Stored data entries

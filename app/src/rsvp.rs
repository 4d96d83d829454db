//! RSVP mutation.
//!
//! One row per (event, user): answering again replaces the status. Nothing
//! is merged locally; an open event page picks the change up through its
//! push subscription.

use crate::environment::SyncEnvironment;
use crate::error::SyncError;
use crate::mutation::{MUTATION_TIMEOUT, Pending, RequestId, reject, request_id, settle};
use crate::queries::RSVP_CONFLICT;
use crate::types::{EventRsvp, RsvpStatus};
use chrono::NaiveDate;
use gather_core::effect::Effect;
use gather_core::reducer::Reducer;
use gather_core::remote::{Filter, Selection, Table};
use gather_core::{SmallVec, smallvec};
use gather_runtime::store::Store;
use serde_json::json;

const SIGN_IN_REQUIRED: &str = "Please sign in to RSVP";
const EVENT_PASSED: &str = "This event has already passed";

/// State of the RSVP controls
#[derive(Clone, Debug, Default, PartialEq, Eq)]
pub struct RsvpState {
    /// Mutations in flight
    pub pending: Pending,
    /// Message of the last failure
    pub last_error: Option<String>,
}

impl RsvpState {
    /// Whether a mutation is in flight
    #[must_use]
    pub fn loading(&self) -> bool {
        self.pending.is_loading()
    }
}

/// Inputs of the RSVP controls
#[derive(Clone, Debug, PartialEq, Eq)]
pub enum RsvpAction {
    /// Answer `event_id` with `status`
    Submit {
        /// Correlation id
        request_id: RequestId,
        /// Event
        event_id: String,
        /// Day the event takes place; past events take no answers
        event_date: NaiveDate,
        /// Answer
        status: RsvpStatus,
    },
    /// Withdraw the answer to `event_id`
    Remove {
        /// Correlation id
        request_id: RequestId,
        /// Event
        event_id: String,
    },
    /// `Submit` finished
    Submitted {
        /// Correlation id
        request_id: RequestId,
        /// The stored row, or the failure
        result: Result<EventRsvp, SyncError>,
    },
    /// `Remove` finished
    Removed {
        /// Correlation id
        request_id: RequestId,
        /// Outcome
        result: Result<(), SyncError>,
    },
}

impl RsvpAction {
    /// Correlation id of a result action
    #[must_use]
    pub const fn settled(&self) -> Option<&RequestId> {
        match self {
            Self::Submitted { request_id, .. } | Self::Removed { request_id, .. } => Some(request_id),
            Self::Submit { .. } | Self::Remove { .. } => None,
        }
    }
}

/// Reducer of the RSVP controls
#[derive(Clone, Debug, Default)]
pub struct RsvpReducer;

impl RsvpReducer {
    /// Creates a new `RsvpReducer`
    #[must_use]
    pub const fn new() -> Self {
        Self
    }
}

impl Reducer for RsvpReducer {
    type State = RsvpState;
    type Action = RsvpAction;
    type Environment = SyncEnvironment;

    fn reduce(
        &self,
        state: &mut Self::State,
        action: Self::Action,
        env: &Self::Environment,
    ) -> SmallVec<[Effect<Self::Action>; 4]> {
        match action {
            RsvpAction::Submit {
                request_id,
                event_id,
                event_date,
                status,
            } => {
                state.pending.start(request_id);
                let done = move |result: Result<EventRsvp, SyncError>| RsvpAction::Submitted {
                    request_id,
                    result,
                };

                let Some(user_id) = env.session.user_id() else {
                    return smallvec![reject(
                        env.notices.clone(),
                        SyncError::unauthenticated(SIGN_IN_REQUIRED),
                        done,
                    )];
                };

                if event_date < env.clock.today() {
                    tracing::debug!(%event_id, %event_date, "Refusing RSVP to a past event");
                    return smallvec![reject(
                        env.notices.clone(),
                        SyncError::validation(EVENT_PASSED),
                        done,
                    )];
                }

                tracing::info!(%event_id, %user_id, status = status.as_str(), "Submitting RSVP");
                let client = env.client.clone();
                let row = json!({
                    "event_id": event_id,
                    "user_id": user_id,
                    "status": status.as_str(),
                });

                smallvec![settle(
                    env.notices.clone(),
                    async move {
                        let row = client
                            .upsert(
                                Table::EventRsvps,
                                row,
                                RSVP_CONFLICT.iter().map(ToString::to_string).collect(),
                                Selection::all(),
                            )
                            .await?;
                        Ok::<_, SyncError>(serde_json::from_value::<EventRsvp>(row)?)
                    },
                    move |_| format!("RSVP updated to {}", status.words()),
                    done,
                )]
            },

            RsvpAction::Remove {
                request_id,
                event_id,
            } => {
                state.pending.start(request_id);
                let done = move |result: Result<(), SyncError>| RsvpAction::Removed { request_id, result };

                let Some(user_id) = env.session.user_id() else {
                    return smallvec![reject(
                        env.notices.clone(),
                        SyncError::unauthenticated(SIGN_IN_REQUIRED),
                        done,
                    )];
                };

                tracing::info!(%event_id, %user_id, "Removing RSVP");
                let client = env.client.clone();

                smallvec![settle(
                    env.notices.clone(),
                    async move {
                        client
                            .delete(
                                Table::EventRsvps,
                                vec![Filter::eq("event_id", event_id), Filter::eq("user_id", user_id)],
                            )
                            .await?;
                        Ok::<_, SyncError>(())
                    },
                    |_| "RSVP removed".to_string(),
                    done,
                )]
            },

            RsvpAction::Submitted { request_id, result } => {
                state.pending.finish(&request_id);
                state.last_error = result.err().map(|e| e.to_string());
                SmallVec::new()
            },

            RsvpAction::Removed { request_id, result } => {
                state.pending.finish(&request_id);
                state.last_error = result.err().map(|e| e.to_string());
                SmallVec::new()
            },
        }
    }
}

/// RSVP controls of one page
#[derive(Clone)]
pub struct RsvpView {
    store: Store<RsvpState, RsvpAction, SyncEnvironment, RsvpReducer>,
}

impl RsvpView {
    /// Create the controls
    #[must_use]
    pub fn new(env: SyncEnvironment) -> Self {
        Self {
            store: Store::new(RsvpState::default(), RsvpReducer::new(), env),
        }
    }

    async fn run(&self, action: RsvpAction, id: RequestId) -> Result<RsvpAction, SyncError> {
        Ok(self
            .store
            .send_and_wait_for(action, |a| a.settled() == Some(&id), MUTATION_TIMEOUT)
            .await?)
    }

    /// Answer `event_id`, held on `event_date`, as the signed-in user
    ///
    /// # Errors
    ///
    /// - [`SyncError::Unauthenticated`]: nobody is signed in (the remote is
    ///   not contacted)
    /// - [`SyncError::Validation`]: the event is in the past (the remote is
    ///   not contacted)
    /// - [`SyncError::Remote`]: the upsert was rejected
    pub async fn rsvp_to_event(
        &self,
        event_id: impl Into<String>,
        event_date: NaiveDate,
        status: RsvpStatus,
    ) -> Result<EventRsvp, SyncError> {
        let id = request_id();
        let action = RsvpAction::Submit {
            request_id: id,
            event_id: event_id.into(),
            event_date,
            status,
        };
        match self.run(action, id).await? {
            RsvpAction::Submitted { result, .. } => result,
            other => Err(SyncError::Unavailable(format!("Unexpected result: {other:?}"))),
        }
    }

    /// Withdraw the signed-in user's answer to `event_id`
    ///
    /// # Errors
    ///
    /// - [`SyncError::Unauthenticated`]: nobody is signed in (the remote is
    ///   not contacted)
    /// - [`SyncError::Remote`]: the delete was rejected
    pub async fn remove_rsvp(&self, event_id: impl Into<String>) -> Result<(), SyncError> {
        let id = request_id();
        let action = RsvpAction::Remove {
            request_id: id,
            event_id: event_id.into(),
        };
        match self.run(action, id).await? {
            RsvpAction::Removed { result, .. } => result,
            other => Err(SyncError::Unavailable(format!("Unexpected result: {other:?}"))),
        }
    }

    /// Whether a mutation is in flight
    pub async fn loading(&self) -> bool {
        self.store.state(RsvpState::loading).await
    }

    /// Message of the last failure
    pub async fn last_error(&self) -> Option<String> {
        self.store.state(|s| s.last_error.clone()).await
    }
}

impl std::fmt::Debug for RsvpView {
    fn fmt(&self, f: &mut std::fmt::Formatter<'_>) -> std::fmt::Result {
        f.debug_struct("RsvpView").finish_non_exhaustive()
    }
}
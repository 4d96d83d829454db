//! PostgREST request rendering and the [`DataClient`] implementation.

use crate::SupabaseClient;
use crate::error::{PostgrestErrorBody, SupabaseError};
use gather_core::remote::{
    ChannelSpec, Columns, DataClient, Filter, Query, RemoteFuture, Selection, Subscription, Table,
    value_text,
};
use reqwest::{Method, RequestBuilder, Response};
use serde_json::Value;

/// `Accept` value that makes PostgREST return one object instead of an array
const SINGLE_OBJECT: &str = "application/vnd.pgrst.object+json";

/// Characters that must be quoted inside an `or=(...)` expression
const RESERVED: &[char] = &[',', '(', ')', '.', ':', '"', '\\'];

/// Render a selection as the value of the `select` parameter
///
/// Embeds become `alias:table(columns)`; count embeds `alias:table(count)`.
pub(crate) fn render_selection(selection: &Selection) -> String {
    let mut parts = match &selection.columns {
        Columns::All => vec!["*".to_string()],
        Columns::Only(columns) => columns.clone(),
    };

    for embed in &selection.embeds {
        let inner = if embed.count_only {
            "count".to_string()
        } else {
            render_selection(&embed.selection)
        };
        parts.push(format!("{}:{}({inner})", embed.alias, embed.table));
    }

    parts.join(",")
}

/// Quote a value for use inside a logical expression
fn quote(value: &str) -> String {
    if value.contains(RESERVED) || value.trim() != value {
        let escaped = value.replace('\\', "\\\\").replace('"', "\\\"");
        format!("\"{escaped}\"")
    } else {
        value.to_string()
    }
}

/// `column.op.value` form used inside `or=(...)`
fn render_condition(filter: &Filter) -> String {
    match filter {
        Filter::Eq { column, value } => format!("{column}.eq.{}", quote(&value_text(value))),
        Filter::Gte { column, value } => format!("{column}.gte.{}", quote(&value_text(value))),
        Filter::ILike { column, pattern } => format!("{column}.ilike.{}", quote(pattern)),
        Filter::Or(filters) => format!("or({})", render_conditions(filters)),
    }
}

fn render_conditions(filters: &[Filter]) -> String {
    filters
        .iter()
        .map(render_condition)
        .collect::<Vec<_>>()
        .join(",")
}

/// Query parameter for one top-level filter
pub(crate) fn filter_param(filter: &Filter) -> (String, String) {
    match filter {
        Filter::Eq { column, value } => (column.clone(), format!("eq.{}", value_text(value))),
        Filter::Gte { column, value } => (column.clone(), format!("gte.{}", value_text(value))),
        Filter::ILike { column, pattern } => (column.clone(), format!("ilike.{pattern}")),
        Filter::Or(filters) => ("or".to_string(), format!("({})", render_conditions(filters))),
    }
}

/// Every query parameter of a select
pub(crate) fn query_params(query: &Query) -> Vec<(String, String)> {
    let mut params = vec![("select".to_string(), render_selection(&query.selection))];
    params.extend(query.filters.iter().map(filter_param));

    if !query.order.is_empty() {
        let order = query
            .order
            .iter()
            .map(|key| {
                let direction = if key.ascending { "asc" } else { "desc" };
                format!("{}.{direction}", key.column)
            })
            .collect::<Vec<_>>()
            .join(",");
        params.push(("order".to_string(), order));
    }

    if let Some(limit) = query.limit {
        params.push(("limit".to_string(), limit.to_string()));
    }

    params
}

/// Turn a non-success response into a [`SupabaseError::Postgrest`]
async fn check(response: Response) -> Result<Response, SupabaseError> {
    let status = response.status();
    if status.is_success() {
        return Ok(response);
    }

    let text = response.text().await.unwrap_or_default();
    let body = serde_json::from_str::<PostgrestErrorBody>(&text).unwrap_or_else(|_| {
        PostgrestErrorBody {
            message: (!text.is_empty()).then_some(text),
            ..PostgrestErrorBody::default()
        }
    });
    Err(SupabaseError::Postgrest {
        status: status.as_u16(),
        body,
    })
}

impl SupabaseClient {
    fn rest(&self, method: Method, table: Table) -> Result<RequestBuilder, SupabaseError> {
        let url = self.endpoint(&format!("rest/v1/{table}"))?;
        Ok(self
            .http
            .request(method, url)
            .header("apikey", &self.anon_key)
            .bearer_auth(self.bearer()))
    }

    async fn fetch(&self, query: &Query) -> Result<Value, SupabaseError> {
        let mut request = self.rest(Method::GET, query.table)?.query(&query_params(query));
        if query.single {
            request = request.header(reqwest::header::ACCEPT, SINGLE_OBJECT);
        }
        let response = check(request.send().await?).await?;
        Ok(response.json::<Value>().await?)
    }

    async fn write_one(
        &self,
        table: Table,
        row: &Value,
        returning: &Selection,
        on_conflict: Option<&[String]>,
    ) -> Result<Value, SupabaseError> {
        let mut params = vec![("select".to_string(), render_selection(returning))];
        let prefer = match on_conflict {
            Some(columns) => {
                params.push(("on_conflict".to_string(), columns.join(",")));
                "return=representation,resolution=merge-duplicates"
            },
            None => "return=representation",
        };

        let request = self
            .rest(Method::POST, table)?
            .query(&params)
            .header("Prefer", prefer)
            .header(reqwest::header::ACCEPT, SINGLE_OBJECT)
            .json(row);
        let response = check(request.send().await?).await?;
        Ok(response.json::<Value>().await?)
    }

    async fn write_many(
        &self,
        method: Method,
        table: Table,
        body: Option<&Value>,
        filters: &[Filter],
        returning: &Selection,
    ) -> Result<Vec<Value>, SupabaseError> {
        if filters.is_empty() {
            return Err(SupabaseError::InvalidRequest(format!(
                "refusing unfiltered {method} on {table}"
            )));
        }

        let mut params = vec![("select".to_string(), render_selection(returning))];
        params.extend(filters.iter().map(filter_param));

        let mut request = self
            .rest(method, table)?
            .query(&params)
            .header("Prefer", "return=representation");
        if let Some(body) = body {
            request = request.json(body);
        }
        let response = check(request.send().await?).await?;
        Ok(response.json::<Vec<Value>>().await?)
    }
}

impl DataClient for SupabaseClient {
    fn select(&self, query: Query) -> RemoteFuture<'_, Vec<Value>> {
        Box::pin(async move {
            tracing::debug!(table = %query.table, single = query.single, "PostgREST select");
            match self.fetch(&query).await? {
                Value::Array(rows) => Ok(rows),
                row if query.single => Ok(vec![row]),
                other => Err(SupabaseError::Decode(format!("expected an array, got {other}")).into()),
            }
        })
    }

    fn insert(&self, table: Table, row: Value, returning: Selection) -> RemoteFuture<'_, Value> {
        Box::pin(async move {
            tracing::debug!(%table, "PostgREST insert");
            Ok(self.write_one(table, &row, &returning, None).await?)
        })
    }

    fn upsert(
        &self,
        table: Table,
        row: Value,
        on_conflict: Vec<String>,
        returning: Selection,
    ) -> RemoteFuture<'_, Value> {
        Box::pin(async move {
            tracing::debug!(%table, on_conflict = ?on_conflict, "PostgREST upsert");
            Ok(self
                .write_one(table, &row, &returning, Some(&on_conflict))
                .await?)
        })
    }

    fn update(
        &self,
        table: Table,
        patch: Value,
        filters: Vec<Filter>,
        returning: Selection,
    ) -> RemoteFuture<'_, Vec<Value>> {
        Box::pin(async move {
            tracing::debug!(%table, "PostgREST update");
            Ok(self
                .write_many(Method::PATCH, table, Some(&patch), &filters, &returning)
                .await?)
        })
    }

    fn delete(&self, table: Table, filters: Vec<Filter>) -> RemoteFuture<'_, Vec<Value>> {
        Box::pin(async move {
            tracing::debug!(%table, "PostgREST delete");
            Ok(self
                .write_many(Method::DELETE, table, None, &filters, &Selection::all())
                .await?)
        })
    }

    fn subscribe(&self, channel: ChannelSpec) -> RemoteFuture<'_, Subscription> {
        Box::pin(async move { Ok(crate::realtime::open(self, channel).await?) })
    }
}
//! Command-line interface for planning courier delivery tours.
#![forbid(unsafe_code)]

use clap::{Parser, Subcommand};

mod error;
mod plan;

pub use error::CliError;
use plan::{PlanArgs, run_plan};

pub(crate) const ARG_PLAN_DELIVERIES: &str = "deliveries";
pub(crate) const ARG_PLAN_MAP: &str = "map";
pub(crate) const ARG_PLAN_SEED: &str = "seed";
pub(crate) const ARG_PLAN_MAX_EXPANSIONS: &str = "max-expansions";
pub(crate) const ARG_PLAN_FORMAT: &str = "format";
pub(crate) const ENV_PLAN_DELIVERIES: &str = "COURIER_CMDS_PLAN_DELIVERIES";
pub(crate) const ENV_PLAN_MAP: &str = "COURIER_CMDS_PLAN_MAP";

/// Run the courier CLI with the current process arguments and environment.
///
/// # Errors
/// Returns a [`CliError`] when arguments are invalid, inputs cannot be
/// loaded, planning fails or output cannot be written.
pub fn run() -> Result<(), CliError> {
    let cli = Cli::try_parse().map_err(CliError::ArgumentParsing)?;
    match cli.command {
        Command::Plan(args) => run_plan(args),
    }
}

#[derive(Debug, Parser)]
#[command(
    name = "courier",
    about = "Plan multi-stop delivery tours over a street map",
    version
)]
struct Cli {
    #[command(subcommand)]
    command: Command,
}

#[derive(Debug, Subcommand)]
enum Command {
    /// Order deliveries and print turn-by-turn directions.
    Plan(PlanArgs),
}

#[cfg(test)]
mod tests;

# PROBLEM STATEMENT
Quote the records above from their first line through the line containing "use crate::environment::SyncEnvironment;", both ends included.

# PROBLEM SOLUTION
filename app/src/rsvp.rs
repository 4d96d83d829454db
//! RSVP mutation.
//!
//! One row per (event, user): answering again replaces the status. Nothing
//! is merged locally; an open event page picks the change up through its
//! push subscription.

use crate::environment::SyncEnvironment;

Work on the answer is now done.